MANILA, Philippines (Mindanao Examiner / Sept. 18, 2011) – The Philippine Congress is set to launch its own probe into the collapse of the LBC Development Bank which lawmakers claimed distressed thousands of depositors, including overseas workers whose remittances to their dependents here remain unpaid.
Congressman Arnel Ty said the House committee on banks and financial intermediaries will look into the collapse of LBC Development Bank. “This case interests us because regulators were fully aware the bank had been having serious problems, long before it was finally closed down on September 9,” Ty said in a statement sent to the Mindanao Examiner.
The Bangko Sentral ng Pilipinas (BSP) had supposedly earlier issued a number of cease-and-desist orders against the bank; however, these corrective measures were evidently not complied with, according to Ty.
He said there were reports that excessive advances allegedly made to the courier firm LBC Express Inc. ruined the bank could also be instructive to regulators moving forward.

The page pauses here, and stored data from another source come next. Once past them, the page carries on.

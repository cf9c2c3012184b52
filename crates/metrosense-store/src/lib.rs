//! Postgres persistence + HTTP fetch utilities for metrosense.

use std::collections::HashMap;
use std::time::Duration;

use async_trait::async_trait;
use chrono::{DateTime, Utc};
use metrosense_core::ExternalId;
use reqwest::StatusCode;
use sqlx::postgres::PgPoolOptions;
use sqlx::PgPool;
use thiserror::Error;
use tracing::{info, info_span, warn};
use uuid::Uuid;

pub const CRATE_NAME: &str = "metrosense-store";

/// Rows inserted per measurement statement. Larger batches are partitioned;
/// callers see one logical write either way.
const MEASUREMENT_CHUNK: usize = 50_000;

#[derive(Debug, Error)]
pub enum StoreError {
    #[error(transparent)]
    Sqlx(#[from] sqlx::Error),
    #[error("database unavailable after {attempts} connect attempts")]
    Unavailable { attempts: u32 },
}

/// Sensor row as created by the reconciler. Coordinates are the derived
/// centroid and may be absent when the source geometry was unusable.
#[derive(Debug, Clone, PartialEq)]
pub struct NewSensor {
    pub external_id: ExternalId,
    pub description: String,
    pub longitude: Option<f64>,
    pub latitude: Option<f64>,
    pub confidential: bool,
}

#[derive(Debug, Clone, PartialEq)]
pub struct NewDatastream {
    pub sensor_id: i64,
    pub external_id: ExternalId,
    pub kind: String,
    pub unit: Option<String>,
    pub confidential: bool,
}

#[derive(Debug, Clone, PartialEq)]
pub struct MeasurementRow {
    pub datastream_id: i64,
    pub timestamp: DateTime<Utc>,
    pub value: f64,
    pub confidential: bool,
}

/// Store operations the ingestion engine needs.
///
/// Identity lookups are bulk by contract: one round trip per batch, a map as
/// the result even when every id is unknown. Inserts are insert-or-ignore on
/// the natural key and return only the rows this call actually created, so a
/// concurrent creator shows up as an absent entry to re-resolve, not as an
/// error.
#[async_trait]
pub trait MobilityStore: Send + Sync {
    async fn resolve_sensors(
        &self,
        source: &str,
        external_ids: &[ExternalId],
    ) -> Result<HashMap<ExternalId, i64>, StoreError>;

    async fn resolve_datastreams(
        &self,
        source: &str,
        external_ids: &[ExternalId],
    ) -> Result<HashMap<ExternalId, i64>, StoreError>;

    async fn insert_sensors(
        &self,
        source: &str,
        rows: &[NewSensor],
    ) -> Result<HashMap<ExternalId, i64>, StoreError>;

    async fn insert_datastreams(
        &self,
        rows: &[NewDatastream],
    ) -> Result<HashMap<ExternalId, i64>, StoreError>;

    /// Insert-or-ignore on (datastream_id, timestamp); returns rows written.
    async fn insert_measurements(&self, rows: &[MeasurementRow]) -> Result<u64, StoreError>;

    /// Latest stored measurement timestamp per datastream, one bulk query.
    async fn latest_timestamps(
        &self,
        datastream_ids: &[i64],
    ) -> Result<HashMap<i64, DateTime<Utc>>, StoreError>;

    async fn resolve_sensor(
        &self,
        source: &str,
        external_id: &ExternalId,
    ) -> Result<Option<i64>, StoreError> {
        let mut map = self
            .resolve_sensors(source, std::slice::from_ref(external_id))
            .await?;
        Ok(map.remove(external_id))
    }

    async fn resolve_datastream(
        &self,
        source: &str,
        external_id: &ExternalId,
    ) -> Result<Option<i64>, StoreError> {
        let mut map = self
            .resolve_datastreams(source, std::slice::from_ref(external_id))
            .await?;
        Ok(map.remove(external_id))
    }
}

#[derive(Debug, Clone)]
pub struct PgStore {
    pool: PgPool,
}

impl PgStore {
    pub fn new(pool: PgPool) -> Self {
        Self { pool }
    }

    pub fn pool(&self) -> &PgPool {
        &self.pool
    }

    /// Connect with bounded retries; transient startup races against the
    /// database container are the norm, not the exception.
    pub async fn connect(
        database_url: &str,
        max_connections: u32,
        attempts: u32,
        backoff: Duration,
    ) -> Result<Self, StoreError> {
        for attempt in 1..=attempts {
            match PgPoolOptions::new()
                .max_connections(max_connections)
                .connect(database_url)
                .await
            {
                Ok(pool) => {
                    info!(attempt, "connected to database");
                    return Ok(Self::new(pool));
                }
                Err(err) => {
                    warn!(attempt, attempts, %err, "database connect failed");
                    if attempt < attempts {
                        tokio::time::sleep(backoff).await;
                    }
                }
            }
        }
        Err(StoreError::Unavailable { attempts })
    }

    /// Create tables and indexes if absent. Safe to run on every startup.
    pub async fn ensure_schema(&self) -> Result<(), StoreError> {
        let mut tx = self.pool.begin().await?;

        sqlx::query(
            r#"
            CREATE TABLE IF NOT EXISTS sensors (
                id           BIGSERIAL PRIMARY KEY,
                source       TEXT    NOT NULL,
                ex_id        TEXT,
                description  TEXT,
                longitude    DOUBLE PRECISION,
                latitude     DOUBLE PRECISION,
                confidential BOOLEAN NOT NULL DEFAULT TRUE
            );
            "#,
        )
        .execute(&mut *tx)
        .await?;

        // ex_id is NULL for manually created sensors, so uniqueness of the
        // (source, ex_id) pair only applies where an external id is known.
        sqlx::query(
            r#"
            CREATE UNIQUE INDEX IF NOT EXISTS idx_sensors_source_ex_id
                ON sensors (source, ex_id) WHERE ex_id IS NOT NULL;
            "#,
        )
        .execute(&mut *tx)
        .await?;

        sqlx::query(
            r#"
            CREATE TABLE IF NOT EXISTS datastreams (
                id           BIGSERIAL PRIMARY KEY,
                sensor_id    BIGINT  NOT NULL REFERENCES sensors (id),
                ex_id        TEXT,
                type         TEXT    NOT NULL,
                unit         TEXT,
                confidential BOOLEAN NOT NULL DEFAULT TRUE
            );
            "#,
        )
        .execute(&mut *tx)
        .await?;

        sqlx::query(
            r#"
            CREATE UNIQUE INDEX IF NOT EXISTS idx_datastreams_sensor_ex_id
                ON datastreams (sensor_id, ex_id) WHERE ex_id IS NOT NULL;
            "#,
        )
        .execute(&mut *tx)
        .await?;

        sqlx::query(
            r#"
            CREATE TABLE IF NOT EXISTS measurements (
                datastream_id BIGINT           NOT NULL REFERENCES datastreams (id),
                timestamp     TIMESTAMPTZ      NOT NULL,
                value         DOUBLE PRECISION NOT NULL,
                confidential  BOOLEAN          NOT NULL DEFAULT TRUE,
                PRIMARY KEY (datastream_id, timestamp)
            );
            "#,
        )
        .execute(&mut *tx)
        .await?;

        tx.commit().await?;
        Ok(())
    }
}

fn id_texts(external_ids: &[ExternalId]) -> Vec<String> {
    external_ids.iter().map(|id| id.as_str().to_string()).collect()
}

fn into_id_map(rows: Vec<(String, i64)>) -> HashMap<ExternalId, i64> {
    rows.into_iter()
        .map(|(ex_id, id)| (ExternalId::new(ex_id), id))
        .collect()
}

#[async_trait]
impl MobilityStore for PgStore {
    async fn resolve_sensors(
        &self,
        source: &str,
        external_ids: &[ExternalId],
    ) -> Result<HashMap<ExternalId, i64>, StoreError> {
        if external_ids.is_empty() {
            return Ok(HashMap::new());
        }
        let rows = sqlx::query_as::<_, (String, i64)>(
            r#"
            SELECT ex_id, id
            FROM sensors
            WHERE source = $1 AND ex_id = ANY($2)
            "#,
        )
        .bind(source)
        .bind(id_texts(external_ids))
        .fetch_all(&self.pool)
        .await?;
        Ok(into_id_map(rows))
    }

    async fn resolve_datastreams(
        &self,
        source: &str,
        external_ids: &[ExternalId],
    ) -> Result<HashMap<ExternalId, i64>, StoreError> {
        if external_ids.is_empty() {
            return Ok(HashMap::new());
        }
        let rows = sqlx::query_as::<_, (String, i64)>(
            r#"
            SELECT d.ex_id, d.id
            FROM datastreams d
            JOIN sensors s ON s.id = d.sensor_id
            WHERE s.source = $1 AND d.ex_id = ANY($2)
            "#,
        )
        .bind(source)
        .bind(id_texts(external_ids))
        .fetch_all(&self.pool)
        .await?;
        Ok(into_id_map(rows))
    }

    async fn insert_sensors(
        &self,
        source: &str,
        rows: &[NewSensor],
    ) -> Result<HashMap<ExternalId, i64>, StoreError> {
        if rows.is_empty() {
            return Ok(HashMap::new());
        }
        let ex_ids: Vec<String> = rows.iter().map(|r| r.external_id.as_str().into()).collect();
        let descriptions: Vec<String> = rows.iter().map(|r| r.description.clone()).collect();
        let longitudes: Vec<Option<f64>> = rows.iter().map(|r| r.longitude).collect();
        let latitudes: Vec<Option<f64>> = rows.iter().map(|r| r.latitude).collect();
        let confidentials: Vec<bool> = rows.iter().map(|r| r.confidential).collect();

        let created = sqlx::query_as::<_, (String, i64)>(
            r#"
            INSERT INTO sensors (source, ex_id, description, longitude, latitude, confidential)
            SELECT $1, u.ex_id, u.description, u.longitude, u.latitude, u.confidential
            FROM UNNEST($2::text[], $3::text[], $4::float8[], $5::float8[], $6::bool[])
                 AS u(ex_id, description, longitude, latitude, confidential)
            ON CONFLICT (source, ex_id) WHERE ex_id IS NOT NULL DO NOTHING
            RETURNING ex_id, id
            "#,
        )
        .bind(source)
        .bind(ex_ids)
        .bind(descriptions)
        .bind(longitudes)
        .bind(latitudes)
        .bind(confidentials)
        .fetch_all(&self.pool)
        .await?;
        Ok(into_id_map(created))
    }

    async fn insert_datastreams(
        &self,
        rows: &[NewDatastream],
    ) -> Result<HashMap<ExternalId, i64>, StoreError> {
        if rows.is_empty() {
            return Ok(HashMap::new());
        }
        let sensor_ids: Vec<i64> = rows.iter().map(|r| r.sensor_id).collect();
        let ex_ids: Vec<String> = rows.iter().map(|r| r.external_id.as_str().into()).collect();
        let kinds: Vec<String> = rows.iter().map(|r| r.kind.clone()).collect();
        let units: Vec<Option<String>> = rows.iter().map(|r| r.unit.clone()).collect();
        let confidentials: Vec<bool> = rows.iter().map(|r| r.confidential).collect();

        let created = sqlx::query_as::<_, (String, i64)>(
            r#"
            INSERT INTO datastreams (sensor_id, ex_id, type, unit, confidential)
            SELECT u.sensor_id, u.ex_id, u.type, u.unit, u.confidential
            FROM UNNEST($1::int8[], $2::text[], $3::text[], $4::text[], $5::bool[])
                 AS u(sensor_id, ex_id, type, unit, confidential)
            ON CONFLICT (sensor_id, ex_id) WHERE ex_id IS NOT NULL DO NOTHING
            RETURNING ex_id, id
            "#,
        )
        .bind(sensor_ids)
        .bind(ex_ids)
        .bind(kinds)
        .bind(units)
        .bind(confidentials)
        .fetch_all(&self.pool)
        .await?;
        Ok(into_id_map(created))
    }

    async fn insert_measurements(&self, rows: &[MeasurementRow]) -> Result<u64, StoreError> {
        let mut written = 0u64;
        for chunk in rows.chunks(MEASUREMENT_CHUNK) {
            let datastream_ids: Vec<i64> = chunk.iter().map(|r| r.datastream_id).collect();
            let timestamps: Vec<DateTime<Utc>> = chunk.iter().map(|r| r.timestamp).collect();
            let values: Vec<f64> = chunk.iter().map(|r| r.value).collect();
            let confidentials: Vec<bool> = chunk.iter().map(|r| r.confidential).collect();

            let result = sqlx::query(
                r#"
                INSERT INTO measurements (datastream_id, timestamp, value, confidential)
                SELECT u.datastream_id, u.timestamp, u.value, u.confidential
                FROM UNNEST($1::int8[], $2::timestamptz[], $3::float8[], $4::bool[])
                     AS u(datastream_id, timestamp, value, confidential)
                ON CONFLICT (datastream_id, timestamp) DO NOTHING
                "#,
            )
            .bind(datastream_ids)
            .bind(timestamps)
            .bind(values)
            .bind(confidentials)
            .execute(&self.pool)
            .await?;
            written += result.rows_affected();
        }
        Ok(written)
    }

    async fn latest_timestamps(
        &self,
        datastream_ids: &[i64],
    ) -> Result<HashMap<i64, DateTime<Utc>>, StoreError> {
        if datastream_ids.is_empty() {
            return Ok(HashMap::new());
        }
        let rows = sqlx::query_as::<_, (i64, DateTime<Utc>)>(
            r#"
            SELECT datastream_id, MAX(timestamp)
            FROM measurements
            WHERE datastream_id = ANY($1)
            GROUP BY datastream_id
            "#,
        )
        .bind(datastream_ids)
        .fetch_all(&self.pool)
        .await?;
        Ok(rows.into_iter().collect())
    }
}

“This could serve as a lesson for the BSP to henceforth be extra watchful when in comes to banks that have tie-ups with non-bank remittance firms, whether these are affiliates or not, but especially if these are affiliates of the banks concerned,” he said.
The BSP has claimed the bank became insolvent due to unwarranted advances to LBC Express; large amounts of non-performing as well as high-risk loans, against which no adequate provisions were set aside; and the unusually high interest rates it paid for deposits.
The bank had 321,516 accounts with an aggregate of P6.09 billion in deposits when it was shut down.
Ty cited the need to enable regulators to take forceful preemptive actions against unsafe banking practices in order to protect depositors, encourage savings, reinforce public confidence in the banking sector, and build up the industry.
“It would seem that due to the menace of potential lawsuits, regulators are somewhat being deterred from taking aggressive preventive actions against unsound banking practices,” he said.
“We have to find out whether specific amendments to our banking laws are necessary to give regulators the confidence they need to rigorously supervise the industry and deal with institutions in apparent trouble,” he added.
Ty said there are many ways for the BSP to step in whenever a bank appears to be taking on too much risk. He said regulators normally compel the bank to increase capitalization, reduce bad loans, or stop certain risky activities.
He also urged financial consumers to be wary of banks offering abnormally elevated deposit interest rates, which he said “could be virtual red flags or warning signs.”
“These institutions may possibly be under extreme pressure to lure new money. Some of them may well be facing potential liquidity issues,” he said.